-- Work task --
Lines from the records below that contain the word "dropoff" are to be copied out.

-- Data extracts --
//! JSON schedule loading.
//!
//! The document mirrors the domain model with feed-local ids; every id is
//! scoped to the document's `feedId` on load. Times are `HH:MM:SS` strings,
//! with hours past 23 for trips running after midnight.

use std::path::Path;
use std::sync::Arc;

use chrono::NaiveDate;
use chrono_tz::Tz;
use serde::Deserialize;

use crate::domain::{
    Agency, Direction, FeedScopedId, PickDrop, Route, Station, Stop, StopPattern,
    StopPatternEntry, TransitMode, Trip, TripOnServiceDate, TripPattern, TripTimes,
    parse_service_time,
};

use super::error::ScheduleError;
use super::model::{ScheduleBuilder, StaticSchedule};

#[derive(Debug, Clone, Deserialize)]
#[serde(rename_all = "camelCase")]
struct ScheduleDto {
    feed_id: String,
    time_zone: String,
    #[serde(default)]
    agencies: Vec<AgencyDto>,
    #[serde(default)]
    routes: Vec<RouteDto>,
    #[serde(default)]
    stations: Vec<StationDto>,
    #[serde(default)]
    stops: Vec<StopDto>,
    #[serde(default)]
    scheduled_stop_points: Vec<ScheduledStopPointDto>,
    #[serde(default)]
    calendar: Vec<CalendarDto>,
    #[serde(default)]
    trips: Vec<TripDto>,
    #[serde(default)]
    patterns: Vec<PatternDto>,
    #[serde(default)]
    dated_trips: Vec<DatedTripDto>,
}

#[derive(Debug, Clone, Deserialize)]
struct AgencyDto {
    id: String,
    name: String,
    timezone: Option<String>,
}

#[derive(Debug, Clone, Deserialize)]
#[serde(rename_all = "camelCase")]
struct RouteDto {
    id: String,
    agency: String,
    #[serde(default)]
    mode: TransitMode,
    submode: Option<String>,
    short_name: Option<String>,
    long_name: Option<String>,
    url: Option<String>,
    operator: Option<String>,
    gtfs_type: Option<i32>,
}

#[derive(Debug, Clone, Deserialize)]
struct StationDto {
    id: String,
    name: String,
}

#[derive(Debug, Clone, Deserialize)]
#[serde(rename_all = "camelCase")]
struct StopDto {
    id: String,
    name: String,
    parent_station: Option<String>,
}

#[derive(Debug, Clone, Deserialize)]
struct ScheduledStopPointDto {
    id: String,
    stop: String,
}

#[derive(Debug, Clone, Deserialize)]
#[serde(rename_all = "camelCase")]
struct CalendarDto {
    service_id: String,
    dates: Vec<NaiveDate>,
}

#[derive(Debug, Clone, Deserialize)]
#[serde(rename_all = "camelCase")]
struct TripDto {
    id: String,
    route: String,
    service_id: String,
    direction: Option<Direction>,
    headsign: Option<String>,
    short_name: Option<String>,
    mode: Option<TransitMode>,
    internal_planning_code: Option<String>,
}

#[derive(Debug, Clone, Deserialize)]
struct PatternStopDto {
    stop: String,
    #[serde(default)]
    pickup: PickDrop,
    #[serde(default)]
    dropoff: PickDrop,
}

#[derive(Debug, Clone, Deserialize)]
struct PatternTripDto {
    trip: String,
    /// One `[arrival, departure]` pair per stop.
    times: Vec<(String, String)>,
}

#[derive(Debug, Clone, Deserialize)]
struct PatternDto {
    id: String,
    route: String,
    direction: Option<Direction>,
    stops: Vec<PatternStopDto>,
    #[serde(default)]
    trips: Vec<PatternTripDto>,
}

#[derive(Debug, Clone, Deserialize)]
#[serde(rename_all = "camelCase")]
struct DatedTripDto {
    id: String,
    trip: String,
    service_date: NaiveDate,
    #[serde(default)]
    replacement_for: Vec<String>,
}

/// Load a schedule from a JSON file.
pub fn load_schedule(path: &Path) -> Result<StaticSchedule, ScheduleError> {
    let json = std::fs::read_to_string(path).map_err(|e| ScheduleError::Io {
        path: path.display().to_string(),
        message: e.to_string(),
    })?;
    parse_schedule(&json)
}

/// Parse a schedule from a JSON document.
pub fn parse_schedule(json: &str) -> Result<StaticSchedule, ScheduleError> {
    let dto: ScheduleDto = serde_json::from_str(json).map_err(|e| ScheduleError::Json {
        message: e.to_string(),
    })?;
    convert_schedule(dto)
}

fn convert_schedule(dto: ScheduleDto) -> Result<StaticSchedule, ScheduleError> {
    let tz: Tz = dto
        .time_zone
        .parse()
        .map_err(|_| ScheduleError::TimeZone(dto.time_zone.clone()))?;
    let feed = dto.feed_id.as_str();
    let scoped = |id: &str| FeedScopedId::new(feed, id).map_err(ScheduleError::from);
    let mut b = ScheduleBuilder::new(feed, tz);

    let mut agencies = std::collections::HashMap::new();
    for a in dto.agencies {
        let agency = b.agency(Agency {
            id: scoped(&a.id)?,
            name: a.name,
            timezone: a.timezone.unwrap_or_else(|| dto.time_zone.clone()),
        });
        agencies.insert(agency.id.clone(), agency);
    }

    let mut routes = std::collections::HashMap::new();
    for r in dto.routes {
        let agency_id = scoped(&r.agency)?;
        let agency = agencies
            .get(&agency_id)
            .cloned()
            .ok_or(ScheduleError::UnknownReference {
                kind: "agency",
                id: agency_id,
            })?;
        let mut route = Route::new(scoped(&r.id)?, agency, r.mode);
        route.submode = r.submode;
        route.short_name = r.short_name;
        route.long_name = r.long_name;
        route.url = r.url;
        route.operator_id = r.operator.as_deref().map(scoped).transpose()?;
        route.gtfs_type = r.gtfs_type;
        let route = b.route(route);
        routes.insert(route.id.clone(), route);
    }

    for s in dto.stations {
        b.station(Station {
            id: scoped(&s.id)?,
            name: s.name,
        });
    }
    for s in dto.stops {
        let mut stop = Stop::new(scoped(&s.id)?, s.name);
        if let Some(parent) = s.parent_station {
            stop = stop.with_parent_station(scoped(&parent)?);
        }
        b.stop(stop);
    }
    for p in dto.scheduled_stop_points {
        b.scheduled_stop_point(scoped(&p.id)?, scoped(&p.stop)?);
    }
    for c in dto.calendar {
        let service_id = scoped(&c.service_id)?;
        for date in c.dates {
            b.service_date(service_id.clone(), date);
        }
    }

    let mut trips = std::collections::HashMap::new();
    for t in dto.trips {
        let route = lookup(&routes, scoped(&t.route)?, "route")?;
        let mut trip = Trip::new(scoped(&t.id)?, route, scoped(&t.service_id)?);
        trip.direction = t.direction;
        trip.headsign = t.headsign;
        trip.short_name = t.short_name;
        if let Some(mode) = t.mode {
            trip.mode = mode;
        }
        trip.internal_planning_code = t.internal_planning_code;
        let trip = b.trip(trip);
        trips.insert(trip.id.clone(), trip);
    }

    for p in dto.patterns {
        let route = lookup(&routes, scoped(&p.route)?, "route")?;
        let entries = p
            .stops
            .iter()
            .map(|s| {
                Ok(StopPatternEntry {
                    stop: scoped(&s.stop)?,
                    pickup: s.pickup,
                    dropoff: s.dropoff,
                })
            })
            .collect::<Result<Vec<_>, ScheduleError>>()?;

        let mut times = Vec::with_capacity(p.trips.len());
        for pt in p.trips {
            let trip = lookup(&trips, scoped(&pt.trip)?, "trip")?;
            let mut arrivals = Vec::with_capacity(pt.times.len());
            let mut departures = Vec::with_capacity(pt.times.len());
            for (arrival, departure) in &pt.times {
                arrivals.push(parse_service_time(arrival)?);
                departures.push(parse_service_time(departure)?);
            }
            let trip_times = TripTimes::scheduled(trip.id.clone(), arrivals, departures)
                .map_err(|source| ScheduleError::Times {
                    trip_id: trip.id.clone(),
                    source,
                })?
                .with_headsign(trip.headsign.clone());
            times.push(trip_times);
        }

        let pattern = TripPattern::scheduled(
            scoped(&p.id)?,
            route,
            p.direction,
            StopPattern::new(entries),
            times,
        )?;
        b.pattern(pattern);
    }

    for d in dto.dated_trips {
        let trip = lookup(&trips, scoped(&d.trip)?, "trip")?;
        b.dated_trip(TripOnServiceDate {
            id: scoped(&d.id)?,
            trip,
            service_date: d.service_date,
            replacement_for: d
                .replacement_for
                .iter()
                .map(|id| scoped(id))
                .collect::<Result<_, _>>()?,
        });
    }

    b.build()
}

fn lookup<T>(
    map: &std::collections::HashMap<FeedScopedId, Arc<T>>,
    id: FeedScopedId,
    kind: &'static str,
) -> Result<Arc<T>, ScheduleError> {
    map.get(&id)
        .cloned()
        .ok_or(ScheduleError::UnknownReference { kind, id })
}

-- Written reply --
    dropoff: PickDrop,
                    dropoff: s.dropoff,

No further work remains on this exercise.